WHAT NEEDS TO BE DONE – Repeat only what appears from the line containing "pub use types::DriverKind;" through the last line of the listing below, exactly as written.
[[ MATERIAL PROVIDED, beginning ]]
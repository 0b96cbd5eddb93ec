// Copyright (c) 2024-2025 DeepGraph Inc.
// SPDX-License-Identifier: Apache-2.0
//
//! Storage drivers
//!
//! This module provides trait-based abstractions over record storage, allowing
//! different backends (Elasticsearch, Redis, memory) to be addressed through
//! one contract.
//!
//! # Architecture
//!
//! ```text
//! DriverRegistry / create_driver (backend selection)
//!     ↓
//! Driver (opens handles against endpoint nodes)
//!     ↓
//! Database (bound to one namespace+table, CRUD + Search)
//! ```
//!
//! # Example Usage
//!
//! ```ignore
//! use recordstore::{DriverRegistry, DatabaseInfo, Node, Record, SearchQuery, StoreConfig};
//!
//! let registry = DriverRegistry::with_builtin_drivers(&StoreConfig::default())?;
//! let db = registry.open("redis", &[Node::new("localhost", 6379)])?;
//! db.init(&DatabaseInfo::new("blog", "posts"))?;
//!
//! db.create(&mut Record::new("1").with_field("title", "hello"))?;
//! let posts = db.search(&SearchQuery::all().term("title", "hello"))?;
//! db.close()?;
//! ```

// Core modules
pub mod factory;
pub mod registry;
pub mod traits;
pub mod types;

pub(crate) mod handle;

// Driver implementations
#[cfg(feature = "elasticsearch")]
pub mod elasticsearch;
pub mod memory;
#[cfg(feature = "redis")]
pub mod redis;

// Public API re-exports
pub use factory::create_driver;
pub use registry::DriverRegistry;
pub use traits::{Database, Driver};
pub use types::DriverKind;
//! Test utilities for RecordStore integration tests
//!
//! - contract: handle contract checks every backend must pass
//! - fixture: bound handles on fresh, uniquely named tables

pub mod contract;
pub mod fixture;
[[ MATERIAL PROVIDED, end ]]
RESULT –
pub use types::DriverKind;
//! Test utilities for RecordStore integration tests
//!
//! - contract: handle contract checks every backend must pass
//! - fixture: bound handles on fresh, uniquely named tables

pub mod contract;
pub mod fixture;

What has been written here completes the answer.